- **REQUIRED WORK**
Please set down, word for word, each line from the one containing "let color = Self::color_type(path, channels)?;" through the final line of the records below, both included, and nothing else.

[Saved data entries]
------------------------------------------------------------

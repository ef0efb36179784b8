//! Morph Core - In-memory image batch pipeline.
//!
//! Morph ingests raster images from disk, holds their decoded buffers in
//! memory, applies per-pixel filters, and writes results back out with an
//! explicit clear-on-export lifecycle.
//!
//! # Architecture
//!
//! ```text
//! add_input → [Image Store] → apply filters → save_preview / export_output
//! ```
//!
//! Decoding and encoding of concrete formats live behind the [`codec::Codec`]
//! boundary; the pipeline itself only ever sees raw interleaved buffers.
//! Everything runs synchronously on the calling thread: each operation runs
//! to completion before the next is issued, so the store never needs a lock.
//!
//! # Usage
//!
//! ```rust,ignore
//! use morph_core::{Config, Pipeline};
//!
//! let config = Config::load()?;
//! let mut pipeline = Pipeline::new(&config);
//!
//! pipeline.add_input("./photos".as_ref())?;
//! pipeline.apply_grayscale("", 100.0)?;
//! let report = pipeline.export_output("./out".as_ref(), true, "")?;
//! println!("Export complete! ({} file(s))", report.written);
//! ```

// Module declarations
pub mod codec;
pub mod config;
pub mod error;
pub mod filter;
pub mod pipeline;
pub mod store;
pub mod types;

// Re-exports for convenient access
pub use codec::{Codec, DecodedImage, EncodeFormat, ImageCodec};
pub use config::Config;
pub use error::{ConfigError, MorphError, PipelineError, PipelineResult, Result};
pub use pipeline::Pipeline;
pub use store::{ImageRecord, ImageStore, Selection};
pub use types::{RecordSummary, WriteReport};

/// Library version.
pub const VERSION: &str = env!("CARGO_PKG_VERSION");

#[cfg(test)]
mod tests {
    use super::*;

    #[test]
    fn test_version() {
        assert!(!VERSION.is_empty());
    }

    #[test]
    fn test_pipeline_from_default_config() {
        let config = Config::default();
        let pipeline = Pipeline::new(&config);
        assert_eq!(pipeline.memory_usage(), 0);
        assert!(pipeline.list_input().is_empty());
    }
}
//! CLI command handlers.

pub mod config;
pub mod process;
pub mod shell;

use morph_core::Config;

/// Create the working folder tree (base, input, output) if absent.
///
/// The core pipeline expects the preview directory to already exist; this is
/// the one-time bootstrap that guarantees it.
pub fn ensure_folders(config: &Config) -> anyhow::Result<()> {
    for dir in [config.base_dir(), config.input_dir(), config.preview_dir()] {
        if !dir.exists() {
            std::fs::create_dir_all(&dir)?;
            tracing::info!("Created folder: {}", dir.display());
        }
    }
    Ok(())
}

#[cfg(test)]
mod tests {
    use super::*;

    #[test]
    fn test_ensure_folders_creates_tree() {
        let dir = tempfile::tempdir().unwrap();
        let mut config = Config::default();
        config.folders.base_dir = dir.path().join("Morph");

        ensure_folders(&config).unwrap();
        assert!(config.base_dir().is_dir());
        assert!(config.input_dir().is_dir());
        assert!(config.preview_dir().is_dir());

        // Idempotent
        ensure_folders(&config).unwrap();
    }
}
//! Interactive shell - the line-oriented front end for the stateful pipeline.
//!
//! Commands map one-to-one onto pipeline operations; errors are printed and
//! the loop continues, so a failed decode never ends the session.

use std::path::{Path, PathBuf};

use console::Style;
use dialoguer::Input;
use morph_core::{Config, Pipeline};

/// Convert a dialoguer result into `Ok(Some(value))` on success, `Ok(None)`
/// on interrupt (Ctrl+C / terminal disconnect), and `Err` for other I/O
/// failures.
fn handle_interrupt<T>(result: dialoguer::Result<T>) -> anyhow::Result<Option<T>> {
    match result {
        Ok(v) => Ok(Some(v)),
        Err(dialoguer::Error::IO(e)) if e.kind() == std::io::ErrorKind::Interrupted => Ok(None),
        Err(e) => Err(e.into()),
    }
}

const HELP: &str = "\
Commands:
  add <path>                 load an image file or every image in a folder
  gray [intensity] [name]    grayscale all images, or one by filename (default 100%)
  preview [name]             write previews into the output folder, keep in memory
  export <dir> [name]        write images into <dir> and clear them (--keep to retain)
  list                       show loaded images
  mem                        show memory held by loaded images
  help                       show this help
  exit                       quit";

/// Entry point for the interactive shell. Runs until `exit` or Ctrl+C.
pub fn run(config: &Config) -> anyhow::Result<()> {
    super::ensure_folders(config)?;

    let dim = Style::new().for_stderr().dim();
    let red = Style::new().for_stderr().red();

    eprintln!("Morph v{} - type 'help' for commands", morph_core::VERSION);
    eprintln!("{}", dim.apply_to(format!("input folder: {}", config.input_dir().display())));

    let mut pipeline = Pipeline::new(config);

    loop {
        let line = match handle_interrupt(
            Input::<String>::new()
                .with_prompt("morph")
                .allow_empty(true)
                .interact_text(),
        )? {
            Some(line) => line,
            None => break,
        };

        let mut parts = line.split_whitespace();
        let Some(command) = parts.next() else {
            continue;
        };
        let rest: Vec<&str> = parts.collect();

        match command {
            "add" => add(&mut pipeline, &rest, &red),
            "gray" | "grayscale" => gray(&mut pipeline, &rest, &red),
            "preview" => preview(&mut pipeline, &rest, &red),
            "export" => export(&mut pipeline, &rest, &red),
            "list" => list(&pipeline),
            "mem" => {
                println!("{:.2} MiB in memory", mib(pipeline.memory_usage()));
            }
            "help" => println!("{}", HELP),
            "exit" | "quit" => break,
            other => println!("Unknown command: {} (try 'help')", other),
        }
    }

    let reclaimed = pipeline.memory_usage();
    if reclaimed > 0 {
        println!("Reclaimed {:.2} MiB", mib(reclaimed));
    }
    Ok(())
}

fn mib(bytes: usize) -> f64 {
    bytes as f64 / (1024.0 * 1024.0)
}

fn add(pipeline: &mut Pipeline, rest: &[&str], red: &Style) {
    if rest.is_empty() {
        println!("Usage: add <path>");
        return;
    }
    let raw = rest.join(" ");
    let expanded: PathBuf = shellexpand::tilde(&raw).into_owned().into();
    match pipeline.add_input(Path::new(&expanded)) {
        Ok(count) => println!("Loaded {} image(s)", count),
        Err(e) => eprintln!("{}", red.apply_to(e.to_string())),
    }
}

/// `gray [intensity] [name]` - a numeric argument is the intensity, anything
/// else is the target filename.
fn gray(pipeline: &mut Pipeline, rest: &[&str], red: &Style) {
    let mut intensity = 100.0;
    let mut target = String::new();
    for arg in rest {
        match arg.parse::<f64>() {
            Ok(value) => intensity = value,
            Err(_) => target = arg.to_string(),
        }
    }

    match pipeline.apply_grayscale(&target, intensity) {
        Ok(count) => println!(
            "Applied grayscale ({}%) to {} image(s)",
            intensity.clamp(0.0, 100.0),
            count
        ),
        Err(e) => eprintln!("{}", red.apply_to(e.to_string())),
    }
}

fn preview(pipeline: &mut Pipeline, rest: &[&str], red: &Style) {
    let target = rest.first().copied().unwrap_or_default();
    match pipeline.save_preview(target) {
        Ok(report) => {
            println!("Saved {} preview(s) to disk", report.written);
            if report.failed > 0 {
                println!("{} file(s) failed to write", report.failed);
            }
        }
        Err(e) => eprintln!("{}", red.apply_to(e.to_string())),
    }
}

fn export(pipeline: &mut Pipeline, rest: &[&str], red: &Style) {
    let mut keep = false;
    let mut positional: Vec<&str> = Vec::new();
    for arg in rest {
        if *arg == "--keep" {
            keep = true;
        } else {
            positional.push(*arg);
        }
    }

    let Some(dest) = positional.first() else {
        println!("Usage: export <dir> [name] [--keep]");
        return;
    };
    let target = positional.get(1).copied().unwrap_or_default();
    let expanded: PathBuf = shellexpand::tilde(dest).into_owned().into();

    match pipeline.export_output(&expanded, !keep, target) {
        Ok(report) => {
            println!("Export complete! ({} file(s))", report.written);
            if report.failed > 0 {
                println!("{} file(s) failed to write", report.failed);
            }
            if report.cleared > 0 {
                println!("Cleared {} image(s) from input", report.cleared);
            }
        }
        Err(e) => eprintln!("{}", red.apply_to(e.to_string())),
    }
}

fn list(pipeline: &Pipeline) {
    let listing = pipeline.list_input();
    if listing.is_empty() {
        println!("No images in input.");
        return;
    }
    println!("Images in input ({}):", listing.len());
    for summary in listing {
        println!("  - {}", summary);
    }
}
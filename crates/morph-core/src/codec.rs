//! Codec adapter: the decode/encode boundary between the pipeline and the
//! concrete image formats.
//!
//! The pipeline only ever sees raw interleaved 8-bit buffers plus dimensions.
//! `ImageCodec` is the stock implementation backed by the `image` crate; the
//! `Codec` trait keeps the boundary swappable for tests.

use std::fs::File;
use std::io::BufWriter;
use std::path::Path;

use image::codecs::bmp::BmpEncoder;
use image::codecs::jpeg::JpegEncoder;
use image::codecs::png::PngEncoder;
use image::{DynamicImage, ExtendedColorType, GenericImageView, ImageEncoder};

use crate::error::{PipelineError, PipelineResult};

/// A decoded image: dimensions plus an exclusively owned pixel buffer.
///
/// Invariant: `pixels.len() == width * height * channels`. The buffer is
/// row-major with channels interleaved per pixel.
#[derive(Debug, Clone)]
pub struct DecodedImage {
    /// Image width in pixels
    pub width: u32,
    /// Image height in pixels
    pub height: u32,
    /// Channels per pixel (1-4)
    pub channels: u8,
    /// Raw interleaved 8-bit pixel data
    pub pixels: Vec<u8>,
}

/// Supported encode targets for preview/export write-out.
#[derive(Debug, Clone, Copy, PartialEq, Eq)]
pub enum EncodeFormat {
    Png,
    Jpeg { quality: u8 },
    Bmp,
}

impl EncodeFormat {
    /// Resolve the encode format from a lowercase file extension (no dot).
    ///
    /// Only png, jpg/jpeg, and bmp can be written; any other extension
    /// returns `None` and the record counts as a write failure.
    pub fn from_extension(ext: &str, jpeg_quality: u8) -> Option<Self> {
        match ext {
            "png" => Some(Self::Png),
            "jpg" | "jpeg" => Some(Self::Jpeg {
                quality: jpeg_quality,
            }),
            "bmp" => Some(Self::Bmp),
            _ => None,
        }
    }
}

/// Abstract decode/encode capability.
///
/// Failures are reported to the caller, never retried.
pub trait Codec {
    /// Decode the image at `path` into a raw pixel buffer.
    fn decode(&self, path: &Path) -> PipelineResult<DecodedImage>;

    /// Encode a raw pixel buffer and write it to `path`.
    fn encode(
        &self,
        path: &Path,
        format: EncodeFormat,
        width: u32,
        height: u32,
        channels: u8,
        pixels: &[u8],
    ) -> PipelineResult<()>;
}

/// Codec implementation backed by the `image` crate.
#[derive(Debug, Default)]
pub struct ImageCodec;

impl ImageCodec {
    pub fn new() -> Self {
        Self
    }

    fn color_type(path: &Path, channels: u8) -> PipelineResult<ExtendedColorType> {
        match channels {
            1 => Ok(ExtendedColorType::L8),
            2 => Ok(ExtendedColorType::La8),
            3 => Ok(ExtendedColorType::Rgb8),
            4 => Ok(ExtendedColorType::Rgba8),
            other => Err(PipelineError::Encode {
                path: path.to_path_buf(),
                message: format!("unsupported channel count: {}", other),
            }),
        }
    }
}

impl Codec for ImageCodec {
    fn decode(&self, path: &Path) -> PipelineResult<DecodedImage> {
        let reader = image::ImageReader::open(path)
            .map_err(|e| PipelineError::Decode {
                path: path.to_path_buf(),
                message: format!("Cannot open file: {}", e),
            })?
            .with_guessed_format()
            .map_err(|e| PipelineError::Decode {
                path: path.to_path_buf(),
                message: format!("Cannot detect image format: {}", e),
            })?;

        let image = reader.decode().map_err(|e| PipelineError::Decode {
            path: path.to_path_buf(),
            message: e.to_string(),
        })?;

        let (width, height) = image.dimensions();

        // Keep the source channel count for the 8-bit layouts the filter
        // engine understands; everything else normalizes to rgb8/rgba8.
        let (channels, pixels) = match image {
            DynamicImage::ImageLuma8(buf) => (1u8, buf.into_raw()),
            DynamicImage::ImageLumaA8(buf) => (2u8, buf.into_raw()),
            DynamicImage::ImageRgb8(buf) => (3u8, buf.into_raw()),
            DynamicImage::ImageRgba8(buf) => (4u8, buf.into_raw()),
            other if other.color().has_alpha() => (4u8, other.to_rgba8().into_raw()),
            other => (3u8, other.to_rgb8().into_raw()),
        };

        debug_assert_eq!(
            pixels.len(),
            width as usize * height as usize * channels as usize
        );

        Ok(DecodedImage {
            width,
            height,
            channels,
            pixels,
        })
    }

    fn encode(
        &self,
        path: &Path,
        format: EncodeFormat,
        width: u32,
        height: u32,
        channels: u8,
        pixels: &[u8],
    ) -> PipelineResult<()> {
        let color = Self::color_type(path, channels)?;

        let file = File::create(path).map_err(|e| PipelineError::Encode {
            path: path.to_path_buf(),
            message: format!("Cannot create file: {}", e),
        })?;
        let mut writer = BufWriter::new(file);

        let result = match format {
            EncodeFormat::Png => {
                PngEncoder::new(&mut writer).write_image(pixels, width, height, color)
            }
            EncodeFormat::Jpeg { quality } => JpegEncoder::new_with_quality(&mut writer, quality)
                .write_image(pixels, width, height, color),
            EncodeFormat::Bmp => {
                BmpEncoder::new(&mut writer).write_image(pixels, width, height, color)
            }
        };

        result.map_err(|e| PipelineError::Encode {
            path: path.to_path_buf(),
            message: e.to_string(),
        })
    }
}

------------------------------------------------------------

- **YOUR SOLUTION**
        let color = Self::color_type(path, channels)?;

        let file = File::create(path).map_err(|e| PipelineError::Encode {
            path: path.to_path_buf(),
            message: format!("Cannot create file: {}", e),
        })?;
        let mut writer = BufWriter::new(file);

        let result = match format {
            EncodeFormat::Png => {
                PngEncoder::new(&mut writer).write_image(pixels, width, height, color)
            }
            EncodeFormat::Jpeg { quality } => JpegEncoder::new_with_quality(&mut writer, quality)
                .write_image(pixels, width, height, color),
            EncodeFormat::Bmp => {
                BmpEncoder::new(&mut writer).write_image(pixels, width, height, color)
            }
        };

        result.map_err(|e| PipelineError::Encode {
            path: path.to_path_buf(),
            message: e.to_string(),
        })
    }
}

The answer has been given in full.